* **To do**
Check every line of the material for the word "LanguageError". Copy those that have it.

Data Start Marker

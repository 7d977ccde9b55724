//! Word and symbol classification.

use rustc_hash::{FxHashMap, FxHashSet};
use shade_lexer_core::{SymbolClass, SymbolTable};

use crate::{LanguageError, WordCategory};

/// Classification of one word.
#[derive(Copy, Clone, Eq, PartialEq, Debug)]
pub struct WordEntry {
    pub category: WordCategory,
    /// Sub-group within the category. Used for grouping only.
    pub rank: u8,
}

/// Immutable word, symbol and control-keyword tables for one language.
#[derive(Clone, Debug)]
pub struct LanguageTable {
    words: FxHashMap<Box<str>, WordEntry>,
    /// Longest word in `words`, for fast rejection of long identifiers.
    max_word_len: usize,
    control: FxHashSet<Box<str>>,
    symbols: SymbolTable,
}

impl LanguageTable {
    /// The built-in GLSL ES 3.0 table.
    pub fn glsl() -> Self {
        crate::glsl::table()
    }

    /// Start a custom table whose symbols may be up to `max_symbol_len`
    /// bytes wide.
    pub fn builder(max_symbol_len: usize) -> LanguageTableBuilder {
        LanguageTableBuilder {
            table: LanguageTable::from_parts(SymbolTable::with_max_len(max_symbol_len)),
            error: None,
        }
    }

    pub(crate) fn from_parts(symbols: SymbolTable) -> Self {
        Self {
            words: FxHashMap::default(),
            max_word_len: 0,
            control: FxHashSet::default(),
            symbols,
        }
    }

    /// Add a word; a word added twice keeps the later entry.
    pub(crate) fn insert_word(&mut self, word: &str, entry: WordEntry) {
        self.max_word_len = self.max_word_len.max(word.len());
        self.words.insert(word.into(), entry);
    }

    pub(crate) fn insert_control(&mut self, word: &str) {
        self.control.insert(word.into());
    }

    /// Look up a word.
    #[inline]
    pub fn word(&self, text: &str) -> Option<WordEntry> {
        if text.is_empty() || text.len() > self.max_word_len {
            return None;
        }
        self.words.get(text).copied()
    }

    /// Category of a word, if the table knows it.
    #[inline]
    pub fn category_of(&self, text: &str) -> Option<WordCategory> {
        self.word(text).map(|entry| entry.category)
    }

    /// Whether `text` opens an indentation frame (`if`, `while`, ...).
    pub fn is_control_keyword(&self, text: &str) -> bool {
        self.control.contains(text)
    }

    /// Punctuation table used by the lexer.
    pub fn symbols(&self) -> &SymbolTable {
        &self.symbols
    }

    /// Iterate over all words in unspecified order.
    pub fn words(&self) -> impl Iterator<Item = (&str, WordEntry)> {
        self.words.iter().map(|(word, &entry)| (&**word, entry))
    }

    pub fn word_count(&self) -> usize {
        self.words.len()
    }
}

/// Builder for custom language tables.
///
/// Errors are deferred: the first invalid entry is remembered and reported
/// by [`LanguageTableBuilder::build`].
#[derive(Debug)]
pub struct LanguageTableBuilder {
    table: LanguageTable,
    error: Option<LanguageError>,
}

impl LanguageTableBuilder {
    /// Add a group of `(word, rank)` pairs under one category.
    #[must_use]
    pub fn words(mut self, category: WordCategory, words: &[(&str, u8)]) -> Self {
        for &(word, rank) in words {
            if word.is_empty() {
                self.fail(LanguageError::EmptyWord {
                    group: category.name(),
                });
                continue;
            }
            self.table.insert_word(word, WordEntry { category, rank });
        }
        self
    }

    /// Add one symbol.
    #[must_use]
    pub fn symbol(mut self, symbol: &str, class: SymbolClass) -> Self {
        if let Err(err) = self.table.symbols.insert(symbol, class) {
            self.fail(err.into());
        }
        self
    }

    /// Mark words as control keywords.
    #[must_use]
    pub fn control_keywords(mut self, words: &[&str]) -> Self {
        for &word in words {
            let is_word = !word.is_empty()
                && word
                    .bytes()
                    .all(|b| b.is_ascii_alphanumeric() || b == b'_' || b == b'#');
            if is_word {
                self.table.insert_control(word);
            } else {
                self.fail(LanguageError::InvalidControlKeyword(word.to_owned()));
            }
        }
        self
    }

    pub fn build(self) -> Result<LanguageTable, LanguageError> {
        match self.error {
            Some(err) => Err(err),
            None => Ok(self.table),
        }
    }

    fn fail(&mut self, err: LanguageError) {
        self.error.get_or_insert(err);
    }
}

Data End Marker

* **Solution to this exercise**
use crate::{LanguageError, WordCategory};
    error: Option<LanguageError>,
                self.fail(LanguageError::EmptyWord {
                self.fail(LanguageError::InvalidControlKeyword(word.to_owned()));
    pub fn build(self) -> Result<LanguageTable, LanguageError> {
    fn fail(&mut self, err: LanguageError) {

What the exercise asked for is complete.